» Given records:
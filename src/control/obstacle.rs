extern crate nalgebra as na;

use tracing::debug;

use crate::control::continuous::{build_1d, build_2d, Parameters};
use crate::control::discretize::discretize;
use crate::control::error::{ModelError, ModelResult};
use crate::control::model::{ContinuousModel, DiscreteModel, DiscreteStateSpaceModel};

/// Number of independent motion axes.
#[derive(Debug, Clone, Copy, PartialEq, Eq)]
pub enum Axes {
    One,
    Two,
}

impl Axes {
    pub fn count(self) -> usize {
        match self {
            Axes::One => 1,
            Axes::Two => 2,
        }
    }

    pub fn build_continuous(self, params: &Parameters) -> ContinuousModel {
        match self {
            Axes::One => build_1d(params),
            Axes::Two => build_2d(params),
        }
    }
}

/// Sampled obstacle motion model.
///
/// Both representations are derived once at construction; afterwards the
/// model is read-only and [`DiscreteStateSpaceModel::step`] can be called
/// from any number of threads.
#[derive(Debug, Clone, PartialEq)]
pub struct ObstacleModel {
    params: Parameters,
    axes: Axes,
    continuous: ContinuousModel,
    discrete: DiscreteModel,
}

impl ObstacleModel {
    pub fn new(params: Parameters, sampling_dt: f64, axes: Axes) -> ModelResult<ObstacleModel> {
        validate_parameters(&params)?;

        let continuous = axes.build_continuous(&params);
        let discrete = discretize(&continuous, sampling_dt)?;

        debug!(
            axes = axes.count(),
            cx = params.cx,
            w0 = params.w0,
            zeta = params.zeta,
            sampling_dt,
            "built obstacle model"
        );

        Ok(ObstacleModel {
            params,
            axes,
            continuous,
            discrete,
        })
    }

    pub fn one_dimensional(params: Parameters, sampling_dt: f64) -> ModelResult<ObstacleModel> {
        ObstacleModel::new(params, sampling_dt, Axes::One)
    }

    pub fn two_dimensional(params: Parameters, sampling_dt: f64) -> ModelResult<ObstacleModel> {
        ObstacleModel::new(params, sampling_dt, Axes::Two)
    }

    pub fn parameters(&self) -> &Parameters {
        &self.params
    }

    pub fn axes(&self) -> Axes {
        self.axes
    }

    pub fn continuous(&self) -> &ContinuousModel {
        &self.continuous
    }

    pub fn discrete(&self) -> &DiscreteModel {
        &self.discrete
    }

    /// Zero state for this model's dimension.
    pub fn rest_state(&self) -> na::DVector<f64> {
        na::DVector::zeros(self.state_dim())
    }
}

impl DiscreteStateSpaceModel for ObstacleModel {
    fn get_mat_a(&self) -> &na::DMatrix<f64> {
        self.discrete.get_mat_a()
    }

    fn get_mat_b(&self) -> &na::DMatrix<f64> {
        self.discrete.get_mat_b()
    }

    fn get_mat_c(&self) -> &na::DMatrix<f64> {
        self.discrete.get_mat_c()
    }

    fn get_mat_d(&self) -> &na::DMatrix<f64> {
        self.discrete.get_mat_d()
    }

    fn get_sampling_dt(&self) -> f64 {
        self.discrete.get_sampling_dt()
    }
}

pub(crate) fn validate_parameters(params: &Parameters) -> ModelResult<()> {
    let fields = [
        ("drag coefficient", params.cx),
        ("natural frequency", params.w0),
        ("damping ratio", params.zeta),
    ];

    match fields.iter().find(|(_, v)| !v.is_finite()) {
        Some((name, value)) => Err(ModelError::InvalidParameter {
            what: format!("{name} must be finite, got {value}"),
        }),
        None => Ok(()),
    }
}
pub mod config;
pub mod control;
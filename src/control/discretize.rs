extern crate nalgebra as na;

use tracing::debug;

use crate::control::error::{ModelError, ModelResult};
use crate::control::expm::expm;
use crate::control::model::{ContinuousModel, DiscreteModel};

/// Zero-order-hold discretization of a continuous model.
///
/// Exponentiates the augmented matrix `[[A·dt, B·dt], [0, 0]]` and reads
/// `Ad` and `Bd` from its top block row. Output matrices are unchanged.
/// The result is exact for commands held constant over each interval.
pub fn discretize(model: &ContinuousModel, sampling_dt: f64) -> ModelResult<DiscreteModel> {
    validate_sampling_dt(sampling_dt)?;

    let n = model.mat_a.nrows();
    let m = model.mat_b.ncols();
    let p = model.mat_c.nrows();

    ModelError::check_len("A columns", n, model.mat_a.ncols())?;
    ModelError::check_len("B rows", n, model.mat_b.nrows())?;
    ModelError::check_len("C columns", n, model.mat_c.ncols())?;
    ModelError::check_len("D rows", p, model.mat_d.nrows())?;
    ModelError::check_len("D columns", m, model.mat_d.ncols())?;

    let mut mat_m = na::DMatrix::<f64>::zeros(n + m, n + m);
    mat_m
        .view_mut((0, 0), (n, n))
        .copy_from(&model.mat_a.scale(sampling_dt));
    mat_m
        .view_mut((0, n), (n, m))
        .copy_from(&model.mat_b.scale(sampling_dt));

    let mat_e = expm(&mat_m)?;

    debug!(states = n, inputs = m, sampling_dt, "discretized continuous model");

    Ok(DiscreteModel {
        mat_a: mat_e.view((0, 0), (n, n)).into_owned(),
        mat_b: mat_e.view((0, n), (n, m)).into_owned(),
        mat_c: model.mat_c.clone(),
        mat_d: model.mat_d.clone(),
        sampling_dt,
    })
}

pub(crate) fn validate_sampling_dt(sampling_dt: f64) -> ModelResult<()> {
    if sampling_dt.is_finite() && sampling_dt > 0.0 {
        Ok(())
    } else {
        Err(ModelError::InvalidParameter {
            what: format!("sample interval must be finite and positive, got {sampling_dt}"),
        })
    }
}
//! Obstacle motion models in state-space form.
//!
//! [`continuous`] builds the physical model, [`discretize`] samples it with a
//! zero-order hold and [`obstacle::ObstacleModel`] composes both. Propagation
//! goes through the [`model::DiscreteStateSpaceModel`] trait.

pub mod continuous;
pub mod discretize;
pub mod error;
pub mod expm;
pub mod model;
pub mod obstacle;
pub mod simulator;
pub mod trajectory;

pub use continuous::{build_1d, build_2d, Parameters};
pub use discretize::discretize;
pub use error::{ModelError, ModelResult};
pub use expm::expm;
pub use model::{ContinuousModel, DiscreteModel, DiscreteStateSpaceModel};
pub use obstacle::{Axes, ObstacleModel};
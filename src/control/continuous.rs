//! Continuous-time obstacle dynamics.
//!
//! One axis is a position integrator with linear drag, fed by a damped
//! second-order oscillator that tracks the command:
//!
//! ```text
//! ẋ0 = x1
//! ẋ1 = -Cx·x1 + x2
//! ẋ2 = x3
//! ẋ3 = -w0²·x2 - 2·zeta·w0·x3 + w0²·u
//! ```

extern crate nalgebra as na;

use serde::{Deserialize, Serialize};

use crate::control::model::ContinuousModel;

/// Physical parameters shared by every axis of an obstacle.
#[derive(Debug, Clone, Copy, PartialEq, Serialize, Deserialize)]
#[serde(default)]
pub struct Parameters {
    /// Linear drag coefficient `Cx`.
    #[serde(rename = "drag")]
    pub cx: f64,
    /// Natural frequency `w0` of the command oscillator.
    #[serde(rename = "natural_frequency")]
    pub w0: f64,
    /// Damping ratio `zeta` of the command oscillator.
    #[serde(rename = "damping_ratio")]
    pub zeta: f64,
}

impl Default for Parameters {
    fn default() -> Parameters {
        Parameters {
            cx: 0.1,
            w0: 1.0,
            zeta: 0.5,
        }
    }
}

impl Parameters {
    pub fn new(cx: f64, w0: f64, zeta: f64) -> Parameters {
        Parameters { cx, w0, zeta }
    }
}

/// Builds the fourth-order single-axis model.
///
/// No range checks are made; non-finite parameters show up unchanged in the
/// returned matrices.
pub fn build_1d(params: &Parameters) -> ContinuousModel {
    let w0_sq = params.w0 * params.w0;

    let mat_a = na::dmatrix![
        0.0, 1.0, 0.0, 0.0;
        0.0, -params.cx, 1.0, 0.0;
        0.0, 0.0, 0.0, 1.0;
        0.0, 0.0, -w0_sq, -2.0 * params.zeta * params.w0
    ];
    let mat_b = na::dmatrix![0.0; 0.0; 0.0; w0_sq];

    ContinuousModel::with_full_state_output(mat_a, mat_b)
}

/// Builds two decoupled copies of [`build_1d`], one per planar axis.
///
/// State is `[x-axis (4), y-axis (4)]` and command is `[u_x, u_y]`.
pub fn build_2d(params: &Parameters) -> ContinuousModel {
    let axis = build_1d(params);
    axis.block_diagonal(&axis)
}

#[cfg(test)]
mod tests {
    use super::*;
    use proptest::prelude::*;

    #[test]
    fn one_axis_matrices() {
        let sys = build_1d(&Parameters::new(0.1, 2.0, 0.5));

        let expected_a = na::dmatrix![
            0.0, 1.0, 0.0, 0.0;
            0.0, -0.1, 1.0, 0.0;
            0.0, 0.0, 0.0, 1.0;
            0.0, 0.0, -4.0, -2.0
        ];
        assert_eq!(sys.mat_a, expected_a);
        assert_eq!(sys.mat_b, na::dmatrix![0.0; 0.0; 0.0; 4.0]);
        assert_eq!(sys.mat_c, na::DMatrix::<f64>::identity(4, 4));
        assert_eq!(sys.mat_d, na::DMatrix::<f64>::zeros(4, 1));
    }

    #[test]
    fn zero_frequency_is_degenerate_but_defined() {
        let sys = build_1d(&Parameters::new(0.3, 0.0, 0.7));

        assert_eq!(sys.mat_a[(3, 2)], 0.0);
        assert_eq!(sys.mat_a[(3, 3)], 0.0);
        assert_eq!(sys.mat_b[(3, 0)], 0.0);
    }

    #[test]
    fn non_finite_parameters_pass_through() {
        let sys = build_1d(&Parameters::new(f64::NAN, f64::INFINITY, 0.5));

        assert!(sys.mat_a[(1, 1)].is_nan());
        assert_eq!(sys.mat_a[(3, 2)], f64::NEG_INFINITY);
        assert_eq!(sys.mat_b[(3, 0)], f64::INFINITY);
    }

    #[test]
    fn two_axes_are_block_diagonal() {
        let params = Parameters::default();
        let axis = build_1d(&params);
        let planar = build_2d(&params);

        assert_eq!(planar.state_dim(), 8);
        assert_eq!(planar.input_dim(), 2);
        assert_eq!(planar.mat_a.view((0, 0), (4, 4)), axis.mat_a);
        assert_eq!(planar.mat_a.view((4, 4), (4, 4)), axis.mat_a);
        assert!(planar.mat_a.view((0, 4), (4, 4)).iter().all(|v| *v == 0.0));
        assert!(planar.mat_a.view((4, 0), (4, 4)).iter().all(|v| *v == 0.0));
        assert_eq!(planar.mat_b.view((0, 0), (4, 1)), axis.mat_b);
        assert_eq!(planar.mat_b.view((4, 1), (4, 1)), axis.mat_b);
        assert!(planar.mat_b.view((4, 0), (4, 1)).iter().all(|v| *v == 0.0));
        assert!(planar.mat_b.view((0, 1), (4, 1)).iter().all(|v| *v == 0.0));
        assert_eq!(planar.mat_c, na::DMatrix::<f64>::identity(8, 8));
        assert_eq!(planar.mat_d, na::DMatrix::<f64>::zeros(8, 2));
    }

    proptest! {
        #[test]
        fn state_matrix_structure_is_fixed(
            cx in -10.0_f64..10.0,
            w0 in -10.0_f64..10.0,
            zeta in -5.0_f64..5.0,
        ) {
            let sys = build_1d(&Parameters::new(cx, w0, zeta));

            prop_assert_eq!(sys.mat_a[(0, 1)], 1.0);
            prop_assert_eq!(sys.mat_a[(2, 3)], 1.0);
            prop_assert_eq!(sys.mat_a[(1, 1)], -cx);
            prop_assert_eq!(sys.mat_a[(3, 2)], -(w0 * w0));
            prop_assert_eq!(sys.mat_a[(3, 3)], -2.0 * zeta * w0);
            prop_assert_eq!(sys.mat_b[(3, 0)], w0 * w0);
        }
    }
}
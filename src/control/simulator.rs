use nalgebra as na;
use tracing::trace;

use crate::control::error::{ModelError, ModelResult};
use crate::control::model::DiscreteStateSpaceModel;

/// Rolls `model` forward from `x0` under one command per column of `mat_u`.
///
/// Returns `(mat_y, mat_x)`: outputs `y_k = C x_k + D u_k` (one column per
/// command) and states `x_0 ..= x_T` (one more column than commands).
pub fn system_simulate(
    model: &impl DiscreteStateSpaceModel,
    mat_u: &na::DMatrix<f64>,
    x0: &na::DVector<f64>,
) -> ModelResult<(na::DMatrix<f64>, na::DMatrix<f64>)> {
    ModelError::check_len("initial state", model.state_dim(), x0.len())?;
    ModelError::check_len("command rows", model.input_dim(), mat_u.nrows())?;

    let sim_time = mat_u.ncols();
    let mut mat_x = na::DMatrix::<f64>::zeros(model.state_dim(), sim_time + 1);
    let mut mat_y = na::DMatrix::<f64>::zeros(model.output_dim(), sim_time);

    mat_x.column_mut(0).copy_from(x0);
    let mut state = x0.clone();

    for i in 0..sim_time {
        let command = mat_u.column(i).into_owned();

        mat_y
            .column_mut(i)
            .copy_from(&model.output(&state, &command)?);

        state = model.step(&state, &command)?;
        mat_x.column_mut(i + 1).copy_from(&state);
    }

    trace!(steps = sim_time, "simulated rollout");

    Ok((mat_y, mat_x))
}

/// One output channel of [`system_simulate`] as a plain series.
pub fn compute_system_response(
    model: &impl DiscreteStateSpaceModel,
    input: &na::DMatrix<f64>,
    initial_state: &na::DVector<f64>,
    output_index: usize,
) -> ModelResult<Vec<f64>> {
    if output_index >= model.output_dim() {
        return Err(ModelError::ShapeMismatch {
            what: "output index",
            expected: model.output_dim(),
            actual: output_index,
        });
    }

    let (mat_y, _mat_x) = system_simulate(model, input, initial_state)?;

    Ok(mat_y.row(output_index).iter().copied().collect())
}
//----------------------------------------
// power mod types
//----------------------------------------
use clap::ValueEnum;
use serde::{Deserialize, Serialize};

/// Which quantity of a design to solve for, the others held fixed
#[derive(Default, Debug, PartialEq, Clone, Copy, Serialize, Deserialize, ValueEnum)]
#[serde(rename_all = "kebab-case")]
pub enum ComputationTarget {
    #[default]
    SampleSize,
    Power,
    EffectSize,
}
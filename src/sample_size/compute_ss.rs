use crate::design::types::DesignParameters;
use crate::error::SscomputeErr;
use crate::normal::std_normal::std_normal_quantile;
use crate::sample_size::types::{CriticalValues, SampleSizeResult};
use crate::util::round::round_to;
use tracing::debug;

const CRITICAL_VALUE_PLACES: i32 = 3;

/// |z| values for the significance level and the power of a design.
/// Parameters are assumed to be validated already.
pub fn critical_values(params: &DesignParameters) -> Result<CriticalValues, SscomputeErr> {
    let z_alpha = std_normal_quantile(1. - params.target_alpha())?.abs();
    let z_beta = std_normal_quantile(params.power)?.abs();
    Ok(CriticalValues { z_alpha, z_beta })
}

/// Variance inflation from unequal allocation, (1 + 1/k)
pub(crate) fn allocation_factor(allocation_ratio: f64) -> f64 {
    1. + 1. / allocation_ratio
}

/// Computes per-group and total sample size for a two-group comparison of
/// means under the normal approximation:
///
/// n1 = (z_alpha + z_beta)^2 * sd^2 * (1 + 1/k) / delta^2, n2 = k * n1
///
/// Both group sizes are rounded up separately. A zero effect size yields
/// the all-zero result rather than an infinite requirement.
pub fn compute_sample_size(params: &DesignParameters) -> Result<SampleSizeResult, SscomputeErr> {
    params.validate()?;
    if params.effect_size == 0.0 {
        return Ok(SampleSizeResult::zero());
    }

    let CriticalValues { z_alpha, z_beta } = critical_values(params)?;

    //----------------------------------------
    // Exact requirements
    //----------------------------------------
    let k = params.allocation_ratio;
    let z_sum = z_alpha + z_beta;
    let n1_exact = z_sum * z_sum * params.std_dev * params.std_dev * allocation_factor(k)
        / (params.effect_size * params.effect_size);
    let n2_exact = n1_exact * k;

    // Round up: a fractional subject short is a loss of power
    let n1 = n1_exact.ceil() as u64;
    let n2 = n2_exact.ceil() as u64;

    debug!(
        effect_size = params.effect_size,
        z_alpha, z_beta, n1_exact, n2_exact, "computed sample size"
    );

    Ok(SampleSizeResult {
        n1,
        n2,
        total_n: n1.saturating_add(n2),
        critical_value_alpha: round_to(z_alpha, CRITICAL_VALUE_PLACES),
        critical_value_beta: round_to(z_beta, CRITICAL_VALUE_PLACES),
    })
}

» Activity: The answer is each line in which the word "filename" occurs, copied from the material above.

» Written answer:
filename src/control/obstacle.rs
filename src/control/discretize.rs
filename src/control/continuous.rs
filename src/control/simulator.rs
filename src/sample_size/compute_ss.rs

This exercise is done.